The expression for finding FICI is as follows:
The synergism surveies reveal that the MIC of rifampicin entirely is 0.25Aµg/mL and that of compound 1a is 1.62Aµg/mL, while in combination MIC of rifampicin reduced to 0.0078 and that of compound 1a to 0.41. These consequences indicate that add-on of sub-MIC of compound 1a resulted in 16 fold decrease of MIC of rifampicin with fractional inhibitory concentration index ( FICI ) of 0.31 ( Table 3 ) , proposing a synergic interaction against M. TB H37Rv.

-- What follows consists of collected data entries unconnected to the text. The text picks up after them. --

use crate::core::errors::EsgrowError;
use crate::core::models::dispute::DisputeStage;
use crate::core::models::transaction::TransactionStage;
use crate::tests::{create_test_service, register_test_user};
use rust_decimal::Decimal;

#[tokio::test]
async fn test_dispute_cancels_partially_confirmed_transaction() {
    let service = create_test_service();
    let alice = register_test_user(&service, "alice").await;
    let bob = register_test_user(&service, "bob").await;

    let tx = service
        .create_transaction(alice.id, bob.id, Decimal::new(100, 0), &alice)
        .await
        .unwrap();
    service.confirm_transaction(tx.transaction_id, &alice).await.unwrap();

    let tx = service
        .dispute_transaction(tx.transaction_id, "goods not delivered".to_string(), &bob)
        .await
        .unwrap();

    assert_eq!(tx.stage, TransactionStage::Cancelled);
    // Unilateral cancellation: only the disputing party's confirmation is
    // cleared, the counterparty's flag is left as it was.
    assert!(tx.from_user_confirmed);
    assert!(!tx.to_user_confirmed);
    assert!(tx.to_user_confirmed_date.is_none());
    assert!(!tx.updated_on_users);

    let alice = service.get_user(alice.id).await.unwrap().unwrap();
    let bob_user = service.get_user(bob.id).await.unwrap().unwrap();
    assert_eq!(alice.balance, Decimal::ZERO);
    assert_eq!(bob_user.balance, Decimal::ZERO);

    let disputes = service.get_disputes(tx.transaction_id, &bob).await.unwrap();
    assert_eq!(disputes.len(), 1);
    assert_eq!(disputes[0].user_initiated, bob.id);
    assert_eq!(disputes[0].reason, "goods not delivered");
    assert_eq!(disputes[0].stage, DisputeStage::Disputed);
}

#[tokio::test]
async fn test_dispute_clears_own_confirmation() {
    let service = create_test_service();
    let alice = register_test_user(&service, "alice").await;
    let bob = register_test_user(&service, "bob").await;

    let tx = service
        .create_transaction(alice.id, bob.id, Decimal::new(100, 0), &alice)
        .await
        .unwrap();
    service.confirm_transaction(tx.transaction_id, &alice).await.unwrap();

    let tx = service
        .dispute_transaction(tx.transaction_id, "changed my mind".to_string(), &alice)
        .await
        .unwrap();

    assert_eq!(tx.stage, TransactionStage::Cancelled);
    assert!(!tx.from_user_confirmed);
    assert!(tx.from_user_confirmed_date.is_none());
}

#[tokio::test]
async fn test_dispute_completed_transaction_is_conflict() {
    let service = create_test_service();
    let alice = register_test_user(&service, "alice").await;
    let bob = register_test_user(&service, "bob").await;

    let tx = service
        .create_transaction(alice.id, bob.id, Decimal::new(100, 0), &alice)
        .await
        .unwrap();
    service.confirm_transaction(tx.transaction_id, &alice).await.unwrap();
    service.confirm_transaction(tx.transaction_id, &bob).await.unwrap();

    let result = service
        .dispute_transaction(tx.transaction_id, "too late".to_string(), &alice)
        .await;
    assert!(matches!(result, Err(EsgrowError::TransactionAlreadyCompleted(_))));

    // Settled state and balances are untouched by the rejected dispute.
    let tx = service.get_transaction(tx.transaction_id, &alice).await.unwrap();
    assert_eq!(tx.stage, TransactionStage::Completed);
    assert!(tx.updated_on_users);

    let alice_user = service.get_user(alice.id).await.unwrap().unwrap();
    let bob_user = service.get_user(bob.id).await.unwrap().unwrap();
    assert_eq!(alice_user.balance, Decimal::new(-100, 0));
    assert_eq!(bob_user.balance, Decimal::new(100, 0));

    let disputes = service.get_disputes(tx.transaction_id, &alice).await.unwrap();
    assert!(disputes.is_empty());
}

#[tokio::test]
async fn test_dispute_by_non_party_is_forbidden() {
    let service = create_test_service();
    let alice = register_test_user(&service, "alice").await;
    let bob = register_test_user(&service, "bob").await;
    let mallory = register_test_user(&service, "mallory").await;

    let tx = service
        .create_transaction(alice.id, bob.id, Decimal::new(100, 0), &alice)
        .await
        .unwrap();

    let result = service
        .dispute_transaction(tx.transaction_id, "not mine".to_string(), &mallory)
        .await;
    assert!(matches!(result, Err(EsgrowError::NotTransactionParty(_))));
}

#[tokio::test]
async fn test_cancelled_transaction_cannot_be_revived() {
    let service = create_test_service();
    let alice = register_test_user(&service, "alice").await;
    let bob = register_test_user(&service, "bob").await;

    let tx = service
        .create_transaction(alice.id, bob.id, Decimal::new(100, 0), &alice)
        .await
        .unwrap();
    service.confirm_transaction(tx.transaction_id, &alice).await.unwrap();
    service
        .dispute_transaction(tx.transaction_id, "cancel it".to_string(), &bob)
        .await
        .unwrap();

    // Neither confirming nor re-disputing may touch a cancelled transaction.
    let result = service.confirm_transaction(tx.transaction_id, &bob).await;
    assert!(matches!(result, Err(EsgrowError::TransactionClosed(_, _))));

    let result = service
        .dispute_transaction(tx.transaction_id, "again".to_string(), &alice)
        .await;
    assert!(matches!(result, Err(EsgrowError::TransactionClosed(_, _))));

    let tx = service.get_transaction(tx.transaction_id, &alice).await.unwrap();
    assert_eq!(tx.stage, TransactionStage::Cancelled);
    assert!(!tx.updated_on_users);

    let alice = service.get_user(alice.id).await.unwrap().unwrap();
    assert_eq!(alice.balance, Decimal::ZERO);
}

#[tokio::test]
async fn test_dispute_requires_reason() {
    let service = create_test_service();
    let alice = register_test_user(&service, "alice").await;
    let bob = register_test_user(&service, "bob").await;

    let tx = service
        .create_transaction(alice.id, bob.id, Decimal::new(100, 0), &alice)
        .await
        .unwrap();

    let result = service.dispute_transaction(tx.transaction_id, "  ".to_string(), &bob).await;
    assert!(matches!(result, Err(EsgrowError::InvalidInput(_, _))));
}
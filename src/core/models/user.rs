use chrono::{DateTime, Utc};
use rust_decimal::Decimal;
use serde::{Deserialize, Serialize};
use utoipa::ToSchema;
use uuid::Uuid;

#[derive(Clone, Debug, Serialize, Deserialize, ToSchema)]
pub struct User {
    pub id: Uuid,
    pub username: String,
    pub email: String,
    #[serde(skip_serializing)]
    pub password: String, // bcrypt hash at rest
    /// Internal ledger balance. Mutated only by the settlement engine.
    pub balance: Decimal,
    pub created_date: DateTime<Utc>,
    pub modified_date: DateTime<Utc>,
}

impl User {
    pub fn new(username: String, email: String, password: String) -> Self {
        let now = Utc::now();
        User {
            id: Uuid::new_v4(),
            username,
            email,
            password,
            balance: Decimal::ZERO,
            created_date: now,
            modified_date: now,
        }
    }
}
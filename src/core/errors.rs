use serde::Serialize;
use thiserror::Error;

#[derive(Debug, Serialize)]
pub struct FieldError {
    pub field: String,
    pub title: String,
    pub description: String,
}

#[derive(Error, Debug, Serialize)]
pub enum EsgrowError {
    #[error("Username is required")]
    MissingUsername,
    #[error("Username {0} already registered")]
    UsernameAlreadyRegistered(String),
    #[error("Invalid email format: {0}")]
    InvalidEmail(String),
    #[error("Invalid credentials")]
    InvalidCredentials,
    #[error("Unauthorized: {0}")]
    Unauthorized(String),
    #[error("User {0} not found")]
    UserNotFound(String),
    #[error("Transaction {0} not found")]
    TransactionNotFound(String),
    /// The acting user is neither `from_user` nor `to_user`.
    #[error("User {0} is not a party to the transaction")]
    NotTransactionParty(String),
    /// Completed transactions cannot be disputed.
    #[error("Transaction {0} is already completed")]
    TransactionAlreadyCompleted(String),
    /// Confirm/dispute on a transaction that reached a terminal stage.
    #[error("Transaction {0} is closed in stage {1}")]
    TransactionClosed(String, String),
    #[error("Invalid transaction amount: {0}")]
    InvalidAmount(String),
    #[error("Invalid input for field `{0}`: {1:?}")]
    InvalidInput(String, FieldError),
    #[error("Internal server error: {0}")]
    InternalServerError(String),
    #[error("Storage error: {0}")]
    StorageError(String),
    #[error("Logging error: {0}")]
    LoggingError(String),
}
pub mod jwt;
// Application log action names.
pub const USER_REGISTERED: &str = "user_registered";
pub const USER_LOGGED_IN: &str = "user_logged_in";
pub const TRANSACTION_CREATED: &str = "transaction_created";
pub const TRANSACTION_CONFIRMED: &str = "transaction_confirmed";
pub const TRANSACTION_SETTLED: &str = "transaction_settled";
pub const TRANSACTION_DISPUTED: &str = "transaction_disputed";
pub const TRANSACTIONS_QUERIED: &str = "transactions_queried";
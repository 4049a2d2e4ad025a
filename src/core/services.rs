use crate::auth::jwt::{Claims, JwtService};
use crate::constants::{
    TRANSACTION_CONFIRMED, TRANSACTION_CREATED, TRANSACTION_DISPUTED, TRANSACTION_SETTLED, TRANSACTIONS_QUERIED,
    USER_LOGGED_IN, USER_REGISTERED,
};
use crate::core::engine::SettlementEngine;
use crate::core::errors::{EsgrowError, FieldError};
use crate::core::models::{
    dispute::Dispute,
    transaction::{EscrowTransaction, TransactionStage},
    user::User,
};
use crate::infrastructure::logging::LoggingService;
use crate::infrastructure::storage::Storage;
use log::{info, warn};
use rust_decimal::Decimal;
use serde::{Deserialize, Serialize};
use serde_json::json;
use std::sync::Arc;
use utoipa::ToSchema;
use uuid::Uuid;

/// Transactions a user is involved in, partitioned by role.
#[derive(Serialize, Deserialize, Debug, ToSchema, Clone)]
pub struct UserTransactionsResponse {
    from_user: Vec<EscrowTransaction>,
    to_user: Vec<EscrowTransaction>,
}

impl UserTransactionsResponse {
    pub fn from_user(&self) -> &Vec<EscrowTransaction> {
        &self.from_user
    }

    pub fn to_user(&self) -> &Vec<EscrowTransaction> {
        &self.to_user
    }
}

/// External-facing transaction service: authorizes the acting user,
/// validates input, delegates to the settlement engine and records
/// application logs. Balance and stage mutations live in the engine, not
/// here.
pub struct EsgrowService<L: LoggingService, S: Storage> {
    storage: Arc<S>,
    engine: SettlementEngine<S>,
    logging: L,
    jwt_service: JwtService,
}

impl<L: LoggingService, S: Storage> EsgrowService<L, S> {
    pub fn new(storage: S, logging: L, jwt_secret: String) -> Self {
        let storage = Arc::new(storage);
        EsgrowService {
            engine: SettlementEngine::new(storage.clone()),
            storage,
            logging,
            jwt_service: JwtService::new(jwt_secret),
        }
    }

    pub fn validate_token(&self, token: &str) -> Result<Claims, EsgrowError> {
        self.jwt_service.validate_token(token)
    }

    // USERS

    pub async fn register_user(
        &self,
        username: String,
        email: String,
        password: String,
    ) -> Result<(User, String), EsgrowError> {
        if username.trim().is_empty() {
            return Err(EsgrowError::MissingUsername);
        }
        self.validate_string_input("username", &username, 200)?;
        if !email.contains('@') || !email.contains('.') || email.len() < 5 {
            return Err(EsgrowError::InvalidEmail(email));
        }
        if password.is_empty() {
            return Err(EsgrowError::InvalidInput(
                "password".to_string(),
                FieldError {
                    field: "password".to_string(),
                    title: "Invalid password".to_string(),
                    description: "Password cannot be empty".to_string(),
                },
            ));
        }

        let hashed = bcrypt::hash(&password, bcrypt::DEFAULT_COST)
            .map_err(|e| EsgrowError::InternalServerError(format!("Password hashing error: {}", e)))?;
        let user = self.storage.create_user(User::new(username, email, hashed)).await?;
        info!("Registered user {} ({})", user.username, user.id);

        let token = self.jwt_service.generate_token(&user.id.to_string(), "USER")?;
        self.logging
            .log_action(
                USER_REGISTERED,
                json!({ "user_id": user.id, "username": user.username }),
                Some(user.id),
            )
            .await?;
        Ok((user, token))
    }

    pub async fn authenticate(&self, username: &str, password: &str) -> Result<(User, String), EsgrowError> {
        let user = self
            .storage
            .get_user_by_username(username)
            .await?
            .ok_or(EsgrowError::InvalidCredentials)?;

        if !bcrypt::verify(password, &user.password)
            .map_err(|e| EsgrowError::InternalServerError(format!("Password verification error: {}", e)))?
        {
            warn!("Failed login attempt for {}", username);
            return Err(EsgrowError::InvalidCredentials);
        }

        let token = self.jwt_service.generate_token(&user.id.to_string(), "USER")?;
        self.logging
            .log_action(USER_LOGGED_IN, json!({ "user_id": user.id }), Some(user.id))
            .await?;
        Ok((user, token))
    }

    pub async fn get_user(&self, user_id: Uuid) -> Result<Option<User>, EsgrowError> {
        self.storage.get_user(user_id).await
    }

    // TRANSACTIONS

    pub async fn create_transaction(
        &self,
        from_user_id: Uuid,
        to_user_id: Uuid,
        amount: Decimal,
        created_by: &User,
    ) -> Result<EscrowTransaction, EsgrowError> {
        // Only the two named parties may open an escrow between them.
        if created_by.id != from_user_id && created_by.id != to_user_id {
            return Err(EsgrowError::NotTransactionParty(created_by.id.to_string()));
        }

        let transaction = self.engine.create(from_user_id, to_user_id, amount).await?;
        self.logging
            .log_action(
                TRANSACTION_CREATED,
                json!({
                    "transaction_id": transaction.transaction_id,
                    "from_user": from_user_id,
                    "to_user": to_user_id,
                    "amount": amount,
                }),
                Some(created_by.id),
            )
            .await?;
        Ok(transaction)
    }

    pub async fn get_transaction(&self, transaction_id: Uuid, actor: &User) -> Result<EscrowTransaction, EsgrowError> {
        let transaction = self.engine.get(transaction_id).await?;
        if !transaction.is_party(actor.id) {
            return Err(EsgrowError::NotTransactionParty(actor.id.to_string()));
        }
        Ok(transaction)
    }

    pub async fn list_transactions_for_user(&self, user: &User) -> Result<UserTransactionsResponse, EsgrowError> {
        let transactions = self.storage.get_transactions_for_user(user.id).await?;
        let (from_user, to_user) = transactions
            .into_iter()
            .partition(|t: &EscrowTransaction| t.from_user == user.id);

        self.logging
            .log_action(TRANSACTIONS_QUERIED, json!({ "user_id": user.id }), Some(user.id))
            .await?;
        Ok(UserTransactionsResponse { from_user, to_user })
    }

    pub async fn confirm_transaction(
        &self,
        transaction_id: Uuid,
        actor: &User,
    ) -> Result<EscrowTransaction, EsgrowError> {
        let transaction = self.engine.confirm(transaction_id, actor.id).await?;

        self.logging
            .log_action(
                TRANSACTION_CONFIRMED,
                json!({ "transaction_id": transaction_id, "stage": transaction.stage }),
                Some(actor.id),
            )
            .await?;
        if transaction.stage == TransactionStage::Completed {
            self.logging
                .log_action(
                    TRANSACTION_SETTLED,
                    json!({
                        "transaction_id": transaction_id,
                        "amount": transaction.amount,
                        "from_user": transaction.from_user,
                        "to_user": transaction.to_user,
                    }),
                    Some(actor.id),
                )
                .await?;
        }
        Ok(transaction)
    }

    /// Dispute handling: the engine rejects disputes on completed
    /// transactions and cancels everything else; a dispute record with the
    /// caller's reason is kept only when the cancellation went through.
    pub async fn dispute_transaction(
        &self,
        transaction_id: Uuid,
        reason: String,
        actor: &User,
    ) -> Result<EscrowTransaction, EsgrowError> {
        self.validate_string_input("reason", &reason, 300)?;

        let transaction = self.engine.dispute(transaction_id, actor.id).await?;
        self.storage
            .save_dispute(Dispute::new(transaction_id, actor.id, reason.clone()))
            .await?;

        self.logging
            .log_action(
                TRANSACTION_DISPUTED,
                json!({ "transaction_id": transaction_id, "reason": reason }),
                Some(actor.id),
            )
            .await?;
        Ok(transaction)
    }

    pub async fn get_disputes(&self, transaction_id: Uuid, actor: &User) -> Result<Vec<Dispute>, EsgrowError> {
        let transaction = self.engine.get(transaction_id).await?;
        if !transaction.is_party(actor.id) {
            return Err(EsgrowError::NotTransactionParty(actor.id.to_string()));
        }
        self.storage.get_disputes_for_transaction(transaction_id).await
    }

    pub async fn get_app_logs(&self) -> Result<Vec<crate::core::models::audit::AppLog>, EsgrowError> {
        self.logging.get_logs().await
    }

    fn validate_string_input(&self, field: &str, value: &str, max_length: usize) -> Result<(), EsgrowError> {
        if value.trim().is_empty() {
            return Err(EsgrowError::InvalidInput(
                field.to_string(),
                FieldError {
                    field: field.to_string(),
                    title: format!("Invalid {}", field),
                    description: format!("{} cannot be empty", field),
                },
            ));
        }
        if value.len() > max_length {
            return Err(EsgrowError::InvalidInput(
                field.to_string(),
                FieldError {
                    field: field.to_string(),
                    title: format!("{} Too Long", field),
                    description: format!("{} cannot exceed {} characters", field, max_length),
                },
            ));
        }
        Ok(())
    }
}
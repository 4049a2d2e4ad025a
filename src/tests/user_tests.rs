use crate::core::errors::EsgrowError;
use crate::tests::{create_test_service, register_test_user};
use rust_decimal::Decimal;

#[tokio::test]
async fn test_register_and_login() {
    let service = create_test_service();
    let user = register_test_user(&service, "alice").await;
    assert_eq!(user.username, "alice");
    assert_eq!(user.balance, Decimal::ZERO);

    let (logged_in, token) = service.authenticate("alice", "hunter2pass").await.unwrap();
    assert_eq!(logged_in.id, user.id);

    let claims = service.validate_token(&token).unwrap();
    assert_eq!(claims.sub, user.id.to_string());
}

#[tokio::test]
async fn test_login_wrong_password() {
    let service = create_test_service();
    register_test_user(&service, "alice").await;

    let result = service.authenticate("alice", "wrong").await;
    assert!(matches!(result, Err(EsgrowError::InvalidCredentials)));
}

#[tokio::test]
async fn test_register_duplicate_username() {
    let service = create_test_service();
    register_test_user(&service, "alice").await;

    let result = service
        .register_user(
            "alice".to_string(),
            "other@example.com".to_string(),
            "hunter2pass".to_string(),
        )
        .await;
    assert!(matches!(result, Err(EsgrowError::UsernameAlreadyRegistered(_))));
}

#[tokio::test]
async fn test_register_invalid_email() {
    let service = create_test_service();
    let result = service
        .register_user("alice".to_string(), "invalid".to_string(), "hunter2pass".to_string())
        .await;
    assert!(matches!(result, Err(EsgrowError::InvalidEmail(_))));
}

#[tokio::test]
async fn test_validate_token_rejects_garbage() {
    let service = create_test_service();
    let result = service.validate_token("not-a-jwt");
    assert!(matches!(result, Err(EsgrowError::Unauthorized(_))));
}
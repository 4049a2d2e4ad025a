use chrono::{DateTime, Utc};
use serde::{Deserialize, Serialize};
use utoipa::ToSchema;
use uuid::Uuid;

#[derive(Clone, Debug, Serialize, Deserialize, ToSchema)]
pub struct AppLog {
    pub id: Uuid,
    pub action: String,
    pub user_id: Option<Uuid>,
    pub details: serde_json::Value,
    pub timestamp: DateTime<Utc>,
}
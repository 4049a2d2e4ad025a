pub mod audit;
pub mod dispute;
pub mod transaction;
pub mod user;
use crate::core::models::transaction::TransactionStage;
use crate::tests::{create_test_service, register_test_user};
use rust_decimal::Decimal;
use std::sync::Arc;

#[tokio::test(flavor = "multi_thread", worker_threads = 4)]
async fn test_concurrent_confirms_settle_exactly_once() {
    let service = Arc::new(create_test_service());
    let alice = register_test_user(&service, "alice").await;
    let bob = register_test_user(&service, "bob").await;

    // Repeat to give interleavings a chance to show up.
    for round in 0..25 {
        let tx = service
            .create_transaction(alice.id, bob.id, Decimal::new(100, 0), &alice)
            .await
            .unwrap();

        let s1 = service.clone();
        let a = alice.clone();
        let t1 = tokio::spawn(async move { s1.confirm_transaction(tx.transaction_id, &a).await });

        let s2 = service.clone();
        let b = bob.clone();
        let t2 = tokio::spawn(async move { s2.confirm_transaction(tx.transaction_id, &b).await });

        let r1 = t1.await.unwrap().unwrap();
        let r2 = t2.await.unwrap().unwrap();

        // Exactly one of the two confirmations fires the settlement trigger.
        let completed = [&r1, &r2]
            .iter()
            .filter(|t| t.stage == TransactionStage::Completed)
            .count();
        assert_eq!(completed, 1, "round {}: expected exactly one settling confirm", round);

        let tx = service.get_transaction(tx.transaction_id, &alice).await.unwrap();
        assert_eq!(tx.stage, TransactionStage::Completed);
        assert!(tx.updated_on_users);

        let alice_user = service.get_user(alice.id).await.unwrap().unwrap();
        let bob_user = service.get_user(bob.id).await.unwrap().unwrap();
        let settled_rounds = Decimal::new(100 * (round + 1), 0);
        assert_eq!(alice_user.balance, -settled_rounds, "round {}: double debit", round);
        assert_eq!(bob_user.balance, settled_rounds, "round {}: double credit", round);
    }
}

#[tokio::test(flavor = "multi_thread", worker_threads = 4)]
async fn test_concurrent_confirm_and_dispute_never_settle_and_cancel() {
    let service = Arc::new(create_test_service());
    let alice = register_test_user(&service, "alice").await;
    let bob = register_test_user(&service, "bob").await;

    for _ in 0..25 {
        let tx = service
            .create_transaction(alice.id, bob.id, Decimal::new(100, 0), &alice)
            .await
            .unwrap();
        service.confirm_transaction(tx.transaction_id, &alice).await.unwrap();

        let s1 = service.clone();
        let b = bob.clone();
        let confirm = tokio::spawn(async move { s1.confirm_transaction(tx.transaction_id, &b).await });

        let s2 = service.clone();
        let b2 = bob.clone();
        let dispute =
            tokio::spawn(async move { s2.dispute_transaction(tx.transaction_id, "race".to_string(), &b2).await });

        let confirm = confirm.await.unwrap();
        let dispute = dispute.await.unwrap();

        let tx = service.get_transaction(tx.transaction_id, &alice).await.unwrap();
        match tx.stage {
            // Dispute won the lock: the later confirm must have been rejected.
            TransactionStage::Cancelled => {
                assert!(dispute.is_ok());
                assert!(confirm.is_err());
                assert!(!tx.updated_on_users);
            }
            // Confirm won the lock and settled: the dispute must have been rejected.
            TransactionStage::Completed => {
                assert!(confirm.is_ok());
                assert!(dispute.is_err());
                assert!(tx.updated_on_users);
            }
            other => panic!("unexpected terminal stage {}", other),
        }
    }

    // Whatever the interleavings, conservation held throughout.
    let alice_user = service.get_user(alice.id).await.unwrap().unwrap();
    let bob_user = service.get_user(bob.id).await.unwrap().unwrap();
    assert_eq!(alice_user.balance + bob_user.balance, Decimal::ZERO);
}
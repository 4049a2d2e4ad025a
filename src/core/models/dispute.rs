use serde::{Deserialize, Serialize};
use utoipa::ToSchema;
use uuid::Uuid;

/// Serialized names match the persisted values, do not rename them.
#[derive(Clone, Copy, Debug, Serialize, Deserialize, ToSchema, PartialEq, Eq)]
pub enum DisputeStage {
    Disputed,
    Resolved,
    Pending,
}

/// Record of a party unilaterally withdrawing from a pending transaction.
/// Resolution of disputes is handled outside this service.
#[derive(Clone, Debug, Serialize, Deserialize, ToSchema)]
pub struct Dispute {
    pub dispute_id: Uuid,
    pub transaction_id: Uuid,
    pub user_initiated: Uuid,
    pub reason: String,
    pub stage: DisputeStage,
}

impl Dispute {
    pub fn new(transaction_id: Uuid, user_initiated: Uuid, reason: String) -> Self {
        Dispute {
            dispute_id: Uuid::new_v4(),
            transaction_id,
            user_initiated,
            reason,
            stage: DisputeStage::Disputed,
        }
    }
}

Table 3. Synergy results* .
MIC of Rifampicin
0.125
FICI – 0.31
Combination MIC of rifampicin
0.0078
MIC of 1a
1.6
Combination MIC of 1a
0.41
*Compounds were tested against Mtb H37Rv strains utilizing chequre board method
In drumhead, a little library of cinnamide derived functions has been synthesized consistently utilizing molecular hybridisation attack to club the two different structural characteristics every bit good as biological belongingss. The usage of Topliss operational method for optimising the authority of molecules reduced the clip, cost and manual attempts to acquire the hit. Among the synthesized molecules compound 1 shows assuring consequence as an antimycobacterial agent. The purpose of clubbing the molecule to integrate the interactive activity has besides been proved successfully. Furthermore, attempts for synthesising asymmetric molecules with better authority every bit good as interactive activity are under advancement.